Curto bué trabalhar sozinho porque posso fazer o que quiser sem ter que dar satisfaçōes a ninguém. Trabalhar com outros também é bué fixe mas têm que ser pessoas em quem confies. Se for o caso pessoas, essas pessoas têm ideias boas que complementam as tuas. É um cliché. Tocar bateria em bandas é um bocadinho diferente porque o meu papel é de baterista a suportar a canção. A ideia é não estragar e fazé-la ainda melhor. Por isso é que curto tocar bateria em bandas, porque estou cá atrás.
É verdade que chegaste à Maria Reis porque gravaste um vídeo a tocar bateria na Odeio-te?
Ya, ya.
Preconceito meu mas associo esses videos à cultura de imitaçōes dos concursos e de YouTube.
Completamente. Já tínhamos amigos em comum porque eu ia ao estúdio da Cafetra, quando estávamos a misturar o álbum de Farpas (Miguel Abras). Eu co-produzi e ia lá muito. Curiosamente, a Maria é das únicas pessoas da Cafetra com quem nunca tinha contactado. Nesse vídeo, não estou a tocar a parte original. Improviso por cima. Gravei o vídeo para ela ver. A Maria nem tinha Instagram na altura mas alguém lhe mandou. Drum covers é bué da lame mas às vezes pode ser fixe. Acho que nesse caso, foi.
Sentes algum tipo de pressão de pertencer a uma tribo?
Gosto de estar em contacto com as pessoas que tocam na mesma cidade que eu mas estar numa cena musical específica de um género, isso não. O meu único pensamento é fazer uma coisa que eu curta e seja boa. Há a cena do underground lisboeta que eu curto bué, e da qual acho que faço porte e conheço as pessoas, mas não penso nisso quando estou a trabalhar.

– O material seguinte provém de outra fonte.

//! Lenient serde helpers for node JSON.
//!
//! CometBFT encodes 64-bit integers as decimal strings while indexer APIs
//! usually send plain numbers. The helpers here accept both.

use serde::de::{self, Deserializer};
use serde::Deserialize;
use serde_json::Value;

#[derive(Deserialize)]
#[serde(untagged)]
enum NumOrStr {
    Num(u64),
    Str(String),
}

fn parse<E: de::Error>(raw: NumOrStr) -> Result<u64, E> {
    match raw {
        NumOrStr::Num(n) => Ok(n),
        NumOrStr::Str(s) => s
            .trim()
            .parse()
            .map_err(|_| E::custom(format!("invalid integer string: {s:?}"))),
    }
}

/// Deserialize a `u64` from either a JSON number or a decimal string.
pub fn u64_lenient<'de, D>(deserializer: D) -> Result<u64, D::Error>
where
    D: Deserializer<'de>,
{
    parse(NumOrStr::deserialize(deserializer)?)
}

/// Like [`u64_lenient`] for optional fields; `null` reads as `None`.
pub fn opt_u64_lenient<'de, D>(deserializer: D) -> Result<Option<u64>, D::Error>
where
    D: Deserializer<'de>,
{
    match Option::<NumOrStr>::deserialize(deserializer)? {
        Some(raw) => parse(raw).map(Some),
        None => Ok(None),
    }
}

/// Read a count out of a loosely shaped value: a number, a decimal string,
/// an array (its length) or an object carrying one of `keys`.
pub fn count_from_value(value: &Value, keys: &[&str]) -> Option<u64> {
    match value {
        Value::Number(n) => n.as_u64(),
        Value::String(s) => s.trim().parse().ok(),
        Value::Array(items) => Some(items.len() as u64),
        Value::Object(map) => keys
            .iter()
            .find_map(|k| map.get(*k))
            .and_then(|v| count_from_value(v, keys)),
        _ => None,
    }
}

#[cfg(test)]
mod tests {
    use super::*;
    use serde_json::json;

    #[derive(Deserialize)]
    struct Row {
        #[serde(deserialize_with = "u64_lenient")]
        height: u64,
        #[serde(default, deserialize_with = "opt_u64_lenient")]
        total: Option<u64>,
    }

    #[test]
    fn accepts_numbers_and_strings() {
        let a: Row = serde_json::from_value(json!({"height": 42, "total": "7"})).unwrap();
        assert_eq!(a.height, 42);
        assert_eq!(a.total, Some(7));

        let b: Row = serde_json::from_value(json!({"height": "1000"})).unwrap();
        assert_eq!(b.height, 1000);
        assert_eq!(b.total, None);
    }

    #[test]
    fn rejects_garbage_strings() {
        let r: Result<Row, _> = serde_json::from_value(json!({"height": "abc"}));
        assert!(r.is_err());
    }

    #[test]
    fn count_from_various_shapes() {
        let keys = ["count", "total"];
        assert_eq!(count_from_value(&json!(12), &keys), Some(12));
        assert_eq!(count_from_value(&json!("12"), &keys), Some(12));
        assert_eq!(count_from_value(&json!([1, 2, 3]), &keys), Some(3));
        assert_eq!(count_from_value(&json!({"total": "9"}), &keys), Some(9));
        assert_eq!(count_from_value(&json!({"other": 1}), &keys), None);
        assert_eq!(count_from_value(&json!(null), &keys), None);
    }
}
//! Immutable summary records for blocks and transactions.

use serde::{Deserialize, Serialize};

/// A block as shown in a live block view.
#[derive(Debug, Clone, PartialEq, Eq, Serialize, Deserialize)]
pub struct BlockSummary {
    /// Block height.
    pub height: u64,
    /// Block identifier (lowercase hex).
    pub block_id: String,
    /// Number of transactions in the block.
    pub tx_count: usize,
    /// Block time as reported by the node (RFC 3339).
    pub time: String,
    /// Proposer address (lowercase hex), when known.
    pub proposer: Option<String>,
}

/// A transaction as shown in a live transaction view.
#[derive(Debug, Clone, PartialEq, Eq, Serialize, Deserialize)]
pub struct TxSummary {
    /// Transaction hash (lowercase hex).
    pub hash: String,
    /// Height of the block containing the transaction.
    pub height: u64,
    /// Execution result code; zero means success.
    pub status_code: u32,
    /// Block time, or the receive time for streamed transactions (RFC 3339).
    pub time: String,
}

impl TxSummary {
    /// Whether the transaction executed successfully.
    pub fn is_success(&self) -> bool {
        self.status_code == 0
    }
}

/// Normalize a hex hash so values from the node's JSON-RPC (uppercase) and
/// the indexer API (lowercase, sometimes `0x`-prefixed) compare equal.
pub fn normalize_hash(hash: &str) -> String {
    let trimmed = hash
        .strip_prefix("0x")
        .or_else(|| hash.strip_prefix("0X"))
        .unwrap_or(hash);
    trimmed.to_ascii_lowercase()
}
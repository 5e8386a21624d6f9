//! Comet Explorer - Chain summary types and decoding helpers.
//!
//! This crate provides the value records shared by the gateway, stream and
//! window crates:
//! - [`BlockSummary`] and [`TxSummary`], the rows of a live view
//! - Lenient decoders for node JSON, where heights and counts arrive either
//!   as numbers or as decimal strings

pub mod serde_util;
pub mod summary;

pub use summary::{normalize_hash, BlockSummary, TxSummary};
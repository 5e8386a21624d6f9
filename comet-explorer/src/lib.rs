#![deny(missing_docs)]

//! Live chain explorer core for CometBFT networks.
//!
//! Re-exports the component crates and adds [`Explorer`], a context object
//! that owns one gateway client and one node connection for a consumer.

pub use comet_gateway as gateway;
pub use comet_primitives as primitives;
pub use comet_stream as stream;
pub use comet_validators as validators;
pub use comet_window as window;

pub mod config;
pub mod explorer;

#[cfg(test)]
mod tests;

pub use config::ExplorerConfig;
pub use explorer::Explorer;
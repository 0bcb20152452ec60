//! Test doubles shared by unit tests

use alloc::rc::Rc;
use alloc::vec::Vec;
use core::cell::RefCell;

use crate::action::{Action, Context, Status};
use crate::traits::{
    Direction, HardwareMap, MotorOutput, OutputError, RunMode, ServoOutput, Telemetry, Value,
    ZeroPowerBehavior,
};

/// A recorded hardware write
#[derive(Debug, Clone, PartialEq)]
pub enum Command {
    Direction(&'static str, Direction),
    ZeroPower(&'static str, ZeroPowerBehavior),
    RunMode(&'static str, RunMode),
    Power(&'static str, f32),
    Velocity(&'static str, f32),
    Position(&'static str, f32),
}

impl Command {
    /// Name of the output this command was written to
    pub fn output(&self) -> &'static str {
        match *self {
            Command::Direction(name, _)
            | Command::ZeroPower(name, _)
            | Command::RunMode(name, _)
            | Command::Power(name, _)
            | Command::Velocity(name, _)
            | Command::Position(name, _) => name,
        }
    }
}

type Log = Rc<RefCell<Vec<Command>>>;

struct FakeMotor {
    name: &'static str,
    log: Log,
    failing: bool,
}

impl FakeMotor {
    fn record(&mut self, command: Command) -> Result<(), OutputError> {
        if self.failing {
            return Err(OutputError::Bus);
        }
        self.log.borrow_mut().push(command);
        Ok(())
    }
}

impl MotorOutput for FakeMotor {
    fn set_direction(&mut self, dir: Direction) -> Result<(), OutputError> {
        self.record(Command::Direction(self.name, dir))
    }

    fn set_zero_power_behavior(&mut self, behavior: ZeroPowerBehavior) -> Result<(), OutputError> {
        self.record(Command::ZeroPower(self.name, behavior))
    }

    fn set_run_mode(&mut self, mode: RunMode) -> Result<(), OutputError> {
        self.record(Command::RunMode(self.name, mode))
    }

    fn set_power(&mut self, power: f32) -> Result<(), OutputError> {
        self.record(Command::Power(self.name, power))
    }

    fn set_velocity(&mut self, ticks_per_s: f32) -> Result<(), OutputError> {
        self.record(Command::Velocity(self.name, ticks_per_s))
    }
}

struct FakeServo {
    name: &'static str,
    log: Log,
    failing: bool,
}

impl ServoOutput for FakeServo {
    fn set_position(&mut self, position: f32) -> Result<(), OutputError> {
        if self.failing {
            return Err(OutputError::Bus);
        }
        self.log
            .borrow_mut()
            .push(Command::Position(self.name, position));
        Ok(())
    }
}

/// Hardware map that records every write in order
pub struct FakeHardware {
    log: Log,
    motors: Vec<FakeMotor>,
    servos: Vec<FakeServo>,
}

impl FakeHardware {
    /// Map with no outputs
    pub fn new() -> Self {
        Self {
            log: Rc::new(RefCell::new(Vec::new())),
            motors: Vec::new(),
            servos: Vec::new(),
        }
    }

    /// Map with every output the default routine binds
    pub fn robot() -> Self {
        Self::new()
            .with_motor("leftShooter")
            .with_motor("rightShooter")
            .with_motor("intake")
            .with_servo("leftBringUp")
            .with_servo("rightBringUp")
    }

    pub fn with_motor(mut self, name: &'static str) -> Self {
        self.motors.push(FakeMotor {
            name,
            log: self.log.clone(),
            failing: false,
        });
        self
    }

    pub fn with_servo(mut self, name: &'static str) -> Self {
        self.servos.push(FakeServo {
            name,
            log: self.log.clone(),
            failing: false,
        });
        self
    }

    /// Make every write to `name` fail with a bus error
    pub fn fail(&mut self, name: &str) {
        for motor in self.motors.iter_mut().filter(|m| m.name == name) {
            motor.failing = true;
        }
        for servo in self.servos.iter_mut().filter(|s| s.name == name) {
            servo.failing = true;
        }
    }

    /// Everything written so far
    pub fn commands(&self) -> Vec<Command> {
        self.log.borrow().clone()
    }

    /// Forget recorded writes
    pub fn clear(&self) {
        self.log.borrow_mut().clear();
    }
}

impl HardwareMap for FakeHardware {
    fn motor(&mut self, name: &str) -> Result<&mut dyn MotorOutput, OutputError> {
        self.motors
            .iter_mut()
            .find(|m| m.name == name)
            .map(|m| m as &mut dyn MotorOutput)
            .ok_or(OutputError::NotFound)
    }

    fn servo(&mut self, name: &str) -> Result<&mut dyn ServoOutput, OutputError> {
        self.servos
            .iter_mut()
            .find(|s| s.name == name)
            .map(|s| s as &mut dyn ServoOutput)
            .ok_or(OutputError::NotFound)
    }
}

/// Telemetry sink that keeps everything
#[derive(Default)]
pub struct RecordingTelemetry {
    pub entries: Vec<(&'static str, Value)>,
}

impl RecordingTelemetry {
    /// Last value recorded under `key`
    pub fn last(&self, key: &str) -> Option<Value> {
        self.entries
            .iter()
            .rev()
            .find(|(k, _)| *k == key)
            .map(|(_, v)| *v)
    }
}

impl Telemetry for RecordingTelemetry {
    fn put(&mut self, key: &'static str, value: Value) {
        self.entries.push((key, value));
    }
}

/// A poll or cancel observed by a [`Probe`]
#[derive(Debug, Clone, Copy, PartialEq, Eq)]
pub enum ProbeEvent {
    Poll { id: usize, now_ms: u32 },
    PollAfterDone { id: usize },
    Cancel { id: usize },
}

pub type ProbeLog = Rc<RefCell<Vec<ProbeEvent>>>;

pub fn probe_log() -> ProbeLog {
    Rc::new(RefCell::new(Vec::new()))
}

/// Action that finishes after a fixed number of polls and records them
pub struct Probe {
    id: usize,
    remaining: u32,
    done: bool,
    log: ProbeLog,
}

impl Probe {
    /// Finishes on its `polls`-th poll (a value of 0 behaves like 1)
    pub fn new(id: usize, polls: u32, log: &ProbeLog) -> Self {
        Self {
            id,
            remaining: polls.max(1),
            done: false,
            log: log.clone(),
        }
    }
}

impl Action for Probe {
    fn poll(&mut self, ctx: &mut Context<'_>) -> Result<Status, OutputError> {
        if self.done {
            self.log
                .borrow_mut()
                .push(ProbeEvent::PollAfterDone { id: self.id });
            return Ok(Status::Done);
        }
        self.log.borrow_mut().push(ProbeEvent::Poll {
            id: self.id,
            now_ms: ctx.now_ms,
        });
        self.remaining -= 1;
        self.done = self.remaining == 0;
        Ok(Status::from(!self.done))
    }

    fn cancel(&mut self, _ctx: &mut Context<'_>) -> Result<(), OutputError> {
        self.log
            .borrow_mut()
            .push(ProbeEvent::Cancel { id: self.id });
        self.done = true;
        Ok(())
    }

    fn label(&self) -> &'static str {
        "probe"
    }
}

/// Count polls recorded for probe `id`
pub fn polls_of(log: &ProbeLog, id: usize) -> usize {
    log.borrow()
        .iter()
        .filter(|e| matches!(e, ProbeEvent::Poll { id: i, .. } if *i == id))
        .count()
}

/// Drive an action at a fixed tick until it finishes
///
/// Returns the timestamp of the final poll. Panics after `max_ticks`.
pub fn run_to_done(
    action: &mut dyn Action,
    hardware: &mut FakeHardware,
    telemetry: &mut RecordingTelemetry,
    tick_ms: u32,
    max_ticks: u32,
) -> u32 {
    let mut now = 0;
    for _ in 0..max_ticks {
        let mut ctx = Context::new(now, &mut *hardware, &mut *telemetry);
        if action.poll(&mut ctx).unwrap().is_done() {
            return now;
        }
        now += tick_ms;
    }
    panic!("action did not finish within {} ticks", max_ticks);
}
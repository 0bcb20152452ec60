//! Non-blocking delay

use super::{Action, Context, Lifecycle, Status};
use crate::traits::OutputError;

/// Wait for a fixed duration without blocking the loop
///
/// The clock starts on the first poll, which always reports `Running`.
/// A sleep therefore lasts at least one tick, even with a zero duration.
#[derive(Debug, Clone)]
pub struct Sleep {
    duration_ms: u32,
    state: Lifecycle,
}

impl Sleep {
    /// Sleep for `duration_ms` milliseconds
    pub const fn millis(duration_ms: u32) -> Self {
        Self {
            duration_ms,
            state: Lifecycle::NotStarted,
        }
    }

    /// Sleep for a fractional number of seconds, truncated to milliseconds
    pub fn secs_f32(seconds: f32) -> Self {
        Self::millis((seconds * 1000.0) as u32)
    }

    /// Target duration
    pub fn duration_ms(&self) -> u32 {
        self.duration_ms
    }
}

impl Action for Sleep {
    fn poll(&mut self, ctx: &mut Context<'_>) -> Result<Status, OutputError> {
        if self.state.start(ctx.now_ms) {
            return Ok(Status::Running);
        }

        match self.state.elapsed_ms(ctx.now_ms) {
            Some(elapsed) if elapsed < self.duration_ms => Ok(Status::Running),
            _ => {
                self.state.finish();
                Ok(Status::Done)
            }
        }
    }

    fn cancel(&mut self, _ctx: &mut Context<'_>) -> Result<(), OutputError> {
        self.state.finish();
        Ok(())
    }

    fn label(&self) -> &'static str {
        "sleep"
    }
}

#[cfg(test)]
mod tests {
    use super::*;
    use crate::testing::{run_to_done, FakeHardware, RecordingTelemetry};
    use proptest::prelude::*;

    fn poll_at(sleep: &mut Sleep, now_ms: u32) -> Status {
        let mut hw = FakeHardware::new();
        let mut telemetry = RecordingTelemetry::default();
        let mut ctx = Context::new(now_ms, &mut hw, &mut telemetry);
        sleep.poll(&mut ctx).unwrap()
    }

    #[test]
    fn test_zero_duration_runs_once() {
        let mut sleep = Sleep::millis(0);
        assert_eq!(poll_at(&mut sleep, 1000), Status::Running);
        assert_eq!(poll_at(&mut sleep, 1000), Status::Done);
    }

    #[test]
    fn test_done_at_duration() {
        let mut sleep = Sleep::millis(500);
        assert_eq!(poll_at(&mut sleep, 100), Status::Running);
        assert_eq!(poll_at(&mut sleep, 599), Status::Running);
        assert_eq!(poll_at(&mut sleep, 600), Status::Done);
    }

    #[test]
    fn test_done_stays_done() {
        let mut sleep = Sleep::millis(10);
        poll_at(&mut sleep, 0);
        assert_eq!(poll_at(&mut sleep, 20), Status::Done);
        // A later poll does not restart the clock
        assert_eq!(poll_at(&mut sleep, 25), Status::Done);
    }

    #[test]
    fn test_secs_f32() {
        assert_eq!(Sleep::secs_f32(1.0 / 3.0).duration_ms(), 333);
        assert_eq!(Sleep::secs_f32(0.5).duration_ms(), 500);
        assert_eq!(Sleep::secs_f32(-1.0).duration_ms(), 0);
    }

    #[test]
    fn test_short_sleep_takes_a_full_tick() {
        let mut sleep = Sleep::millis(3);
        let mut hw = FakeHardware::new();
        let mut telemetry = RecordingTelemetry::default();
        let finished_at = run_to_done(&mut sleep, &mut hw, &mut telemetry, 20, 10);
        assert_eq!(finished_at, 20);
    }

    #[test]
    fn test_cancel_finishes() {
        let mut sleep = Sleep::millis(1000);
        poll_at(&mut sleep, 0);

        let mut hw = FakeHardware::new();
        let mut telemetry = RecordingTelemetry::default();
        let mut ctx = Context::new(5, &mut hw, &mut telemetry);
        sleep.cancel(&mut ctx).unwrap();
        assert_eq!(sleep.poll(&mut ctx).unwrap(), Status::Done);
        assert!(hw.commands().is_empty());
    }

    proptest! {
        #[test]
        fn prop_running_until_elapsed(duration in 0u32..5_000, start in 0u32..100_000, probe in 0u32..10_000) {
            let mut sleep = Sleep::millis(duration);
            prop_assert_eq!(poll_at(&mut sleep, start), Status::Running);

            let expected = if probe < duration { Status::Running } else { Status::Done };
            prop_assert_eq!(poll_at(&mut sleep, start + probe), expected);
        }
    }
}
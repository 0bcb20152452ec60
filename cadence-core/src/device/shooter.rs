//! Shooter flywheels

use crate::action::{Action, Context, Lifecycle, Status};
use crate::config::{OutputName, ShooterConfig};
use crate::safety::SafeState;
use crate::traits::{HardwareMap, OutputError, RunMode};

/// Velocity-controlled flywheel pair
#[derive(Debug, Clone)]
pub struct Shooter {
    left: OutputName,
    right: OutputName,
    on_velocity: [f32; 2],
}

impl Shooter {
    /// Bind both motors and configure direction, run mode and zero-power
    /// behavior
    pub fn bind(config: &ShooterConfig, hw: &mut dyn HardwareMap) -> Result<Self, OutputError> {
        for motor in [&config.left, &config.right] {
            let output = hw.motor(&motor.name)?;
            output.set_direction(motor.direction)?;
            output.set_run_mode(RunMode::Velocity)?;
            output.set_zero_power_behavior(config.zero_power)?;
        }

        Ok(Self {
            left: config.left.name.clone(),
            right: config.right.name.clone(),
            on_velocity: [config.left.velocity, config.right.velocity],
        })
    }

    /// Spin up to the configured velocities
    pub fn on(&self) -> ShooterAction {
        self.action("shooter.on", self.on_velocity)
    }

    /// Stop both flywheels
    pub fn off(&self) -> ShooterAction {
        self.action("shooter.off", [0.0, 0.0])
    }

    fn action(&self, label: &'static str, velocity: [f32; 2]) -> ShooterAction {
        ShooterAction {
            label,
            left: self.left.clone(),
            right: self.right.clone(),
            velocity,
            state: Lifecycle::NotStarted,
        }
    }
}

impl SafeState for Shooter {
    fn make_safe(&self, hw: &mut dyn HardwareMap) -> Result<(), OutputError> {
        let left = hw.motor(&self.left).and_then(|m| m.set_velocity(0.0));
        let right = hw.motor(&self.right).and_then(|m| m.set_velocity(0.0));
        left.and(right)
    }
}

/// Set both flywheel velocities once and finish
pub struct ShooterAction {
    label: &'static str,
    left: OutputName,
    right: OutputName,
    velocity: [f32; 2],
    state: Lifecycle,
}

impl Action for ShooterAction {
    fn poll(&mut self, ctx: &mut Context<'_>) -> Result<Status, OutputError> {
        if !self.state.start(ctx.now_ms) {
            return Ok(Status::Done);
        }

        ctx.motor(&self.left)?.set_velocity(self.velocity[0])?;
        ctx.motor(&self.right)?.set_velocity(self.velocity[1])?;
        self.state.finish();
        Ok(Status::Done)
    }

    fn cancel(&mut self, _ctx: &mut Context<'_>) -> Result<(), OutputError> {
        self.state.finish();
        Ok(())
    }

    fn label(&self) -> &'static str {
        self.label
    }
}
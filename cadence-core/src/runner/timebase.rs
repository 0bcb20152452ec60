//! Clock abstraction for the blocking loop

/// Millisecond clock the runner can sleep on
pub trait Timebase {
    /// Current time in milliseconds (wrapping)
    fn now_ms(&self) -> u32;

    /// Block until `deadline_ms`
    ///
    /// Returns immediately if the deadline has already passed.
    fn wait_until(&mut self, deadline_ms: u32);
}

/// Check if `now_ms` is at or past `deadline_ms`, tolerating wraparound
///
/// Deadlines more than half the clock range in the past look like
/// future deadlines.
pub fn deadline_reached(now_ms: u32, deadline_ms: u32) -> bool {
    (now_ms.wrapping_sub(deadline_ms) as i32) >= 0
}
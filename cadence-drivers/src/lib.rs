//! Hardware driver implementations
//!
//! This crate provides concrete implementations of the output traits
//! defined in cadence-core:
//!
//! - DC motors behind an H-bridge with two PWM inputs
//! - Hobby servos on a PWM channel
//! - A named output map implementing `HardwareMap`
//! - A defmt telemetry sink (`defmt` feature)
//! - An embassy timebase and async driver loop (`embassy` feature)

#![cfg_attr(not(test), no_std)]
#![deny(unsafe_code)]

pub mod motor;
pub mod outputs;
pub mod servo;
pub mod telemetry;

#[cfg(feature = "embassy")]
pub mod timebase;

pub use motor::{HBridgeConfig, HBridgeMotor};
pub use outputs::OutputMap;
pub use servo::{PwmServo, ServoConfig};
pub use telemetry::Sampler;
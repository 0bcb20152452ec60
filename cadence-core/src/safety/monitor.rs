//! Safety monitor implementation
//!
//! Watches for stop requests and the end of the autonomous period. Once a
//! stop condition has been seen it stays latched.

/// Length of the autonomous period
pub const AUTONOMOUS_PERIOD_MS: u32 = 30_000;

/// Why a routine was stopped early
#[derive(Debug, Clone, Copy, PartialEq, Eq)]
#[cfg_attr(feature = "defmt", derive(defmt::Format))]
pub enum StopReason {
    /// External stop signal
    Requested,
    /// Autonomous period exceeded
    Timeout,
}

/// Safety condition status
#[derive(Debug, Clone, Copy, PartialEq, Eq)]
#[cfg_attr(feature = "defmt", derive(defmt::Format))]
pub enum SafetyStatus {
    /// Keep running
    Ok,
    /// Stop the routine
    Stop(StopReason),
}

/// Stop condition tracking for one routine run
#[derive(Debug, Clone)]
pub struct SafetyMonitor {
    /// Period limit (None disables the watchdog)
    period_limit_ms: Option<u32>,
    /// Timestamp of the first update
    start_ms: Option<u32>,
    /// Time since the first update
    elapsed_ms: u32,
    /// Stop requested from outside
    stop_requested: bool,
    /// First stop condition seen
    latched: Option<StopReason>,
}

impl Default for SafetyMonitor {
    fn default() -> Self {
        Self::new(AUTONOMOUS_PERIOD_MS)
    }
}

impl SafetyMonitor {
    /// Create a monitor; a limit of 0 disables the watchdog
    pub fn new(period_limit_ms: u32) -> Self {
        Self {
            period_limit_ms: (period_limit_ms > 0).then_some(period_limit_ms),
            start_ms: None,
            elapsed_ms: 0,
            stop_requested: false,
            latched: None,
        }
    }

    /// Update time tracking
    ///
    /// The first call sets the start of the period.
    pub fn update_time(&mut self, now_ms: u32) {
        let start = *self.start_ms.get_or_insert(now_ms);
        self.elapsed_ms = now_ms.wrapping_sub(start);
    }

    /// Record an external stop request
    pub fn request_stop(&mut self) {
        self.stop_requested = true;
    }

    /// Check all stop conditions
    ///
    /// A stop request takes precedence over a timeout seen in the same tick.
    pub fn check(&mut self) -> SafetyStatus {
        if let Some(reason) = self.latched {
            return SafetyStatus::Stop(reason);
        }

        let reason = if self.stop_requested {
            StopReason::Requested
        } else if self.period_limit_ms.is_some_and(|limit| self.elapsed_ms >= limit) {
            StopReason::Timeout
        } else {
            return SafetyStatus::Ok;
        };

        self.latched = Some(reason);
        SafetyStatus::Stop(reason)
    }

    /// Time since the first update
    pub fn elapsed_ms(&self) -> u32 {
        self.elapsed_ms
    }

    /// Period limit, if enabled
    pub fn period_limit_ms(&self) -> Option<u32> {
        self.period_limit_ms
    }

    /// Check if a stop condition has been latched
    pub fn is_stopped(&self) -> bool {
        self.latched.is_some()
    }
}
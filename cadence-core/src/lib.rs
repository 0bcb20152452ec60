//! Board-agnostic action scheduling core for autonomous routines
//!
//! This crate contains everything the autonomous routine needs that does
//! not depend on a specific board:
//!
//! - Hardware boundary traits (motor, servo, telemetry)
//! - Cooperative actions and combinators (sequential, parallel, sleep)
//! - Device controllers (shooter, intake, feed)
//! - Routine builder and trajectory boundary
//! - Driver loop with safe-state shutdown
//! - Configuration types and TOML loading

#![cfg_attr(not(test), no_std)]
#![deny(unsafe_code)]

extern crate alloc;

#[macro_use]
mod fmt;

pub mod action;
pub mod config;
pub mod device;
pub mod mission;
pub mod motion;
pub mod runner;
pub mod safety;
pub mod traits;

#[cfg(test)]
pub(crate) mod testing;
//! Trajectory provider trait

use super::Leg;
use crate::action::BoxedAction;

/// Builds drive actions for path legs
///
/// Implementations own the path follower and localization. The returned
/// action is polled like any other and reports `Done` once the leg has
/// been driven; the core makes no assumption about how long that takes.
pub trait TrajectoryProvider {
    /// Build the action that drives `leg`
    fn build(&mut self, leg: &Leg) -> BoxedAction;
}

Revês-te nas palavras da Nadja Lennox (filha de Noah) na Anywhere But Here, em que exalta o ser boa pessoa.
Isso é o mais importante, muito mais do que fazer música. Devemos ter isso presente. Vivemos em sociedade e é muito importante sermos pessoas decentes com consideração pelos outros.
Almada teve alguma importância no que és?
Acho que não. Tive uma banda na adolescência. Almada tem a cena do Margem Sul Hardcore e do hip-hop. A influência foi mais pessoal, na base do ‘eu curto bué este sítio’ e é nostálgico para mim. Não sei se teve alguma influência no que faço.
Nem o contexto sociopolítico?
Não, porque eu faria isto se estivesse noutro sítio qualquer. Gosto de pensar sobre nostalgia. Sou tímido e introvertido, e sê-lo ia noutro sítio qualquer. Por acaso, fui assim em Almada mas não sei se teria sido diferente noutro sítio. Adoro Almada mas acho que não teve influência.
A cultura de Internet propicia o lugar-não-lugar.
Não tinha pensado nisso, mas a cultura de Internet influenciou-me muito mais do que a cidade de onde sou. Sou dessa geração e não há nada a fazer.